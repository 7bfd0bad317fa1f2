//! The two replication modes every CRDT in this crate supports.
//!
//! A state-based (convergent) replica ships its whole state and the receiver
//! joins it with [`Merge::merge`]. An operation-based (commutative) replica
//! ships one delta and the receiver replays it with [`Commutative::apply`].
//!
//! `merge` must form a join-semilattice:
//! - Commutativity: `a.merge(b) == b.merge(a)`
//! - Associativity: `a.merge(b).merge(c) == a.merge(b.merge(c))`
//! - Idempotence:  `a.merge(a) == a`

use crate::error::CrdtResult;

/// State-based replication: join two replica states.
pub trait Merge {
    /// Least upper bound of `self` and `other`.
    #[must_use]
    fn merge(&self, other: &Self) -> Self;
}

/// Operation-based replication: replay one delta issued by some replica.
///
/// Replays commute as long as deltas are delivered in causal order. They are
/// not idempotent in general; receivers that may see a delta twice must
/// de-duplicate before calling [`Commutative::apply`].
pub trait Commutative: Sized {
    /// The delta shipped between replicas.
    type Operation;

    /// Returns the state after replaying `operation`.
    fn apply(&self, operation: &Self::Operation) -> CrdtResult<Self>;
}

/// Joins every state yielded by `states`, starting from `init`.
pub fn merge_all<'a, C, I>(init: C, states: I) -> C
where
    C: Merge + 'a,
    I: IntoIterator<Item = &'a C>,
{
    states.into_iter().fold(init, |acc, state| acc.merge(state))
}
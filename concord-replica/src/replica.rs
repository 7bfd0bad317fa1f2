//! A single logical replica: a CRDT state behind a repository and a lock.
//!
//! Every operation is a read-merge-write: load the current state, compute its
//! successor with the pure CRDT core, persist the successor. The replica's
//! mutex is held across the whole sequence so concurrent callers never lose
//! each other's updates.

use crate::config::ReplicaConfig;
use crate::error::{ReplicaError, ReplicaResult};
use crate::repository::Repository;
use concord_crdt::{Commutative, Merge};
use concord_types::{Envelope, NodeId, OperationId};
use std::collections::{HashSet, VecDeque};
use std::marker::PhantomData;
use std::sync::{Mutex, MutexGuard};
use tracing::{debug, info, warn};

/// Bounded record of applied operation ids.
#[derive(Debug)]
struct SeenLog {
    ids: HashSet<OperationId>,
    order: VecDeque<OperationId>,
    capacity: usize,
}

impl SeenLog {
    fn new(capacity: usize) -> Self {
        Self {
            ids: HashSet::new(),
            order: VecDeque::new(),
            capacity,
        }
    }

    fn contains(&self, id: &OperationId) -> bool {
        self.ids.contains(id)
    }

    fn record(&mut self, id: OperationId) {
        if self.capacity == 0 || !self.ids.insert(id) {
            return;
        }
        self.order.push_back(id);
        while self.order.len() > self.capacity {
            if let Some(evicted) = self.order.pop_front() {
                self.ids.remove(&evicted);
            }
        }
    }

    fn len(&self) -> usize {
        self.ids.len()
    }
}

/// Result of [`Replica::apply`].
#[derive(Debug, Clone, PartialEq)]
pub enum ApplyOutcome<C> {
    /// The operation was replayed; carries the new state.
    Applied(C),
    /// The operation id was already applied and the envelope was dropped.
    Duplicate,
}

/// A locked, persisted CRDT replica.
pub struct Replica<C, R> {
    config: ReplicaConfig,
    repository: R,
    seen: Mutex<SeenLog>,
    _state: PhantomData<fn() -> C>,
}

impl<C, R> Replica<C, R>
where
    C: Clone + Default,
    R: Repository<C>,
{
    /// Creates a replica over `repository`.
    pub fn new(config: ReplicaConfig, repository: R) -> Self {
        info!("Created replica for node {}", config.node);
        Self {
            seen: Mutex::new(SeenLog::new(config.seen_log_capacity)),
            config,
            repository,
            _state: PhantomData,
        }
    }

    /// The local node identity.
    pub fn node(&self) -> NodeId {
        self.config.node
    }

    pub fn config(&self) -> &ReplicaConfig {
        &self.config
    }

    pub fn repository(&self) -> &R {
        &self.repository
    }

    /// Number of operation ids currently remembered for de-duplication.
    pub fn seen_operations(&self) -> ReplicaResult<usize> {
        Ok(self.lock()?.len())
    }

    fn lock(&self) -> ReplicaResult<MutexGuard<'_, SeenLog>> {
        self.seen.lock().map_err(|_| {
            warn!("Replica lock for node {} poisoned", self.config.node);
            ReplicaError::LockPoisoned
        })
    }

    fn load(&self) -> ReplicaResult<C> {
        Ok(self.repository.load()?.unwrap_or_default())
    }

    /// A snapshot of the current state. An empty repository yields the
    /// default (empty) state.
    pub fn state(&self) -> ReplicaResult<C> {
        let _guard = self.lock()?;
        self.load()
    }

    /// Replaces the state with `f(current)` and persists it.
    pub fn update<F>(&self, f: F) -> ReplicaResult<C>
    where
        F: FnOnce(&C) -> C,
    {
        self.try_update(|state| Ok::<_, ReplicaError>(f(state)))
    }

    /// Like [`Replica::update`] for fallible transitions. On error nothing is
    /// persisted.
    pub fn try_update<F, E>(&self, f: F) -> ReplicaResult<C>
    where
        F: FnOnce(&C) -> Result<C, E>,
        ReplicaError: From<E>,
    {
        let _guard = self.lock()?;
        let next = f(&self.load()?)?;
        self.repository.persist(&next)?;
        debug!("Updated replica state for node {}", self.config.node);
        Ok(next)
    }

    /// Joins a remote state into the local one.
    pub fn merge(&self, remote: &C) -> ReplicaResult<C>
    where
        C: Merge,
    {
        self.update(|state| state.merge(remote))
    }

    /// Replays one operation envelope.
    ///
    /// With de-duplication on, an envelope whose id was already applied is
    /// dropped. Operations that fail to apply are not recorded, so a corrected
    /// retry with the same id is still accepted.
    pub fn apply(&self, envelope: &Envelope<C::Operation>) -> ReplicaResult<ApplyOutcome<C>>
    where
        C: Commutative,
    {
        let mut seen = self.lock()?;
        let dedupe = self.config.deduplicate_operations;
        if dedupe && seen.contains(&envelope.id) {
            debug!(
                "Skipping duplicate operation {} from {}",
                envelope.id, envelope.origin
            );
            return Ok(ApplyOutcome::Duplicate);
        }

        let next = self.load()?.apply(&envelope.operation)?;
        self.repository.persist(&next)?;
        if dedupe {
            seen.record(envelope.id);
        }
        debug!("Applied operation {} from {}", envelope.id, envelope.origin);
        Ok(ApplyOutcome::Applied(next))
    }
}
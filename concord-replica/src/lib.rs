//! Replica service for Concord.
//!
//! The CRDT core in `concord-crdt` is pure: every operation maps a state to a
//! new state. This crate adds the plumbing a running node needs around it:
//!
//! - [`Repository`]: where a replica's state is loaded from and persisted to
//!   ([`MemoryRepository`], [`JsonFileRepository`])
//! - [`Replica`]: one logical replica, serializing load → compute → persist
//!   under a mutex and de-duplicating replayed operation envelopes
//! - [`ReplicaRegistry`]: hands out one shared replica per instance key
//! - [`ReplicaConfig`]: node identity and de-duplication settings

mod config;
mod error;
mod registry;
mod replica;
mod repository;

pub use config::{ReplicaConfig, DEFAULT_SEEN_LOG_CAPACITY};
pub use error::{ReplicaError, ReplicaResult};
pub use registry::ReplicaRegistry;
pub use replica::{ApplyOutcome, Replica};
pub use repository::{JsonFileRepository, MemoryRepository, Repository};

---*---

▶ **What is being asked**:
Each record is to be retyped exactly as written.

▶ **Result**:
repository 7bfd0bad317fa1f2
//! The two replication modes every CRDT in this crate supports.
//!
//! A state-based (convergent) replica ships its whole state and the receiver
//! joins it with [`Merge::merge`]. An operation-based (commutative) replica
//! ships one delta and the receiver replays it with [`Commutative::apply`].
//!
//! `merge` must form a join-semilattice:
//! - Commutativity: `a.merge(b) == b.merge(a)`
//! - Associativity: `a.merge(b).merge(c) == a.merge(b.merge(c))`
//! - Idempotence:  `a.merge(a) == a`

use crate::error::CrdtResult;

/// State-based replication: join two replica states.
pub trait Merge {
    /// Least upper bound of `self` and `other`.
    #[must_use]
    fn merge(&self, other: &Self) -> Self;
}

/// Operation-based replication: replay one delta issued by some replica.
///
/// Replays commute as long as deltas are delivered in causal order. They are
/// not idempotent in general; receivers that may see a delta twice must
/// de-duplicate before calling [`Commutative::apply`].
pub trait Commutative: Sized {
    /// The delta shipped between replicas.
    type Operation;

    /// Returns the state after replaying `operation`.
    fn apply(&self, operation: &Self::Operation) -> CrdtResult<Self>;
}

/// Joins every state yielded by `states`, starting from `init`.
pub fn merge_all<'a, C, I>(init: C, states: I) -> C
where
    C: Merge + 'a,
    I: IntoIterator<Item = &'a C>,
{
    states.into_iter().fold(init, |acc, state| acc.merge(state))
}
filename concord-replica/src/replica.rs
repository 7bfd0bad317fa1f2
//! A single logical replica: a CRDT state behind a repository and a lock.
//!
//! Every operation is a read-merge-write: load the current state, compute its
//! successor with the pure CRDT core, persist the successor. The replica's
//! mutex is held across the whole sequence so concurrent callers never lose
//! each other's updates.

use crate::config::ReplicaConfig;
use crate::error::{ReplicaError, ReplicaResult};
use crate::repository::Repository;
use concord_crdt::{Commutative, Merge};
use concord_types::{Envelope, NodeId, OperationId};
use std::collections::{HashSet, VecDeque};
use std::marker::PhantomData;
use std::sync::{Mutex, MutexGuard};
use tracing::{debug, info, warn};

/// Bounded record of applied operation ids.
#[derive(Debug)]
struct SeenLog {
    ids: HashSet<OperationId>,
    order: VecDeque<OperationId>,
    capacity: usize,
}

impl SeenLog {
    fn new(capacity: usize) -> Self {
        Self {
            ids: HashSet::new(),
            order: VecDeque::new(),
            capacity,
        }
    }

    fn contains(&self, id: &OperationId) -> bool {
        self.ids.contains(id)
    }

    fn record(&mut self, id: OperationId) {
        if self.capacity == 0 || !self.ids.insert(id) {
            return;
        }
        self.order.push_back(id);
        while self.order.len() > self.capacity {
            if let Some(evicted) = self.order.pop_front() {
                self.ids.remove(&evicted);
            }
        }
    }

    fn len(&self) -> usize {
        self.ids.len()
    }
}

/// Result of [`Replica::apply`].
#[derive(Debug, Clone, PartialEq)]
pub enum ApplyOutcome<C> {
    /// The operation was replayed; carries the new state.
    Applied(C),
    /// The operation id was already applied and the envelope was dropped.
    Duplicate,
}

/// A locked, persisted CRDT replica.
pub struct Replica<C, R> {
    config: ReplicaConfig,
    repository: R,
    seen: Mutex<SeenLog>,
    _state: PhantomData<fn() -> C>,
}

impl<C, R> Replica<C, R>
where
    C: Clone + Default,
    R: Repository<C>,
{
    /// Creates a replica over `repository`.
    pub fn new(config: ReplicaConfig, repository: R) -> Self {
        info!("Created replica for node {}", config.node);
        Self {
            seen: Mutex::new(SeenLog::new(config.seen_log_capacity)),
            config,
            repository,
            _state: PhantomData,
        }
    }

    /// The local node identity.
    pub fn node(&self) -> NodeId {
        self.config.node
    }

    pub fn config(&self) -> &ReplicaConfig {
        &self.config
    }

    pub fn repository(&self) -> &R {
        &self.repository
    }

    /// Number of operation ids currently remembered for de-duplication.
    pub fn seen_operations(&self) -> ReplicaResult<usize> {
        Ok(self.lock()?.len())
    }

    fn lock(&self) -> ReplicaResult<MutexGuard<'_, SeenLog>> {
        self.seen.lock().map_err(|_| {
            warn!("Replica lock for node {} poisoned", self.config.node);
            ReplicaError::LockPoisoned
        })
    }

    fn load(&self) -> ReplicaResult<C> {
        Ok(self.repository.load()?.unwrap_or_default())
    }

    /// A snapshot of the current state. An empty repository yields the
    /// default (empty) state.
    pub fn state(&self) -> ReplicaResult<C> {
        let _guard = self.lock()?;
        self.load()
    }

    /// Replaces the state with `f(current)` and persists it.
    pub fn update<F>(&self, f: F) -> ReplicaResult<C>
    where
        F: FnOnce(&C) -> C,
    {
        self.try_update(|state| Ok::<_, ReplicaError>(f(state)))
    }

    /// Like [`Replica::update`] for fallible transitions. On error nothing is
    /// persisted.
    pub fn try_update<F, E>(&self, f: F) -> ReplicaResult<C>
    where
        F: FnOnce(&C) -> Result<C, E>,
        ReplicaError: From<E>,
    {
        let _guard = self.lock()?;
        let next = f(&self.load()?)?;
        self.repository.persist(&next)?;
        debug!("Updated replica state for node {}", self.config.node);
        Ok(next)
    }

    /// Joins a remote state into the local one.
    pub fn merge(&self, remote: &C) -> ReplicaResult<C>
    where
        C: Merge,
    {
        self.update(|state| state.merge(remote))
    }

    /// Replays one operation envelope.
    ///
    /// With de-duplication on, an envelope whose id was already applied is
    /// dropped. Operations that fail to apply are not recorded, so a corrected
    /// retry with the same id is still accepted.
    pub fn apply(&self, envelope: &Envelope<C::Operation>) -> ReplicaResult<ApplyOutcome<C>>
    where
        C: Commutative,
    {
        let mut seen = self.lock()?;
        let dedupe = self.config.deduplicate_operations;
        if dedupe && seen.contains(&envelope.id) {
            debug!(
                "Skipping duplicate operation {} from {}",
                envelope.id, envelope.origin
            );
            return Ok(ApplyOutcome::Duplicate);
        }

        let next = self.load()?.apply(&envelope.operation)?;
        self.repository.persist(&next)?;
        if dedupe {
            seen.record(envelope.id);
        }
        debug!("Applied operation {} from {}", envelope.id, envelope.origin);
        Ok(ApplyOutcome::Applied(next))
    }
}
filename concord-replica/src/lib.rs
//! Replica service for Concord.
//!
//! The CRDT core in `concord-crdt` is pure: every operation maps a state to a
//! new state. This crate adds the plumbing a running node needs around it:
//!
//! - [`Repository`]: where a replica's state is loaded from and persisted to
//!   ([`MemoryRepository`], [`JsonFileRepository`])
//! - [`Replica`]: one logical replica, serializing load → compute → persist
//!   under a mutex and de-duplicating replayed operation envelopes
//! - [`ReplicaRegistry`]: hands out one shared replica per instance key
//! - [`ReplicaConfig`]: node identity and de-duplication settings

mod config;
mod error;
mod registry;
mod replica;
mod repository;

pub use config::{ReplicaConfig, DEFAULT_SEEN_LOG_CAPACITY};
pub use error::{ReplicaError, ReplicaResult};
pub use registry::ReplicaRegistry;
pub use replica::{ApplyOutcome, Replica};
pub use repository::{JsonFileRepository, MemoryRepository, Repository};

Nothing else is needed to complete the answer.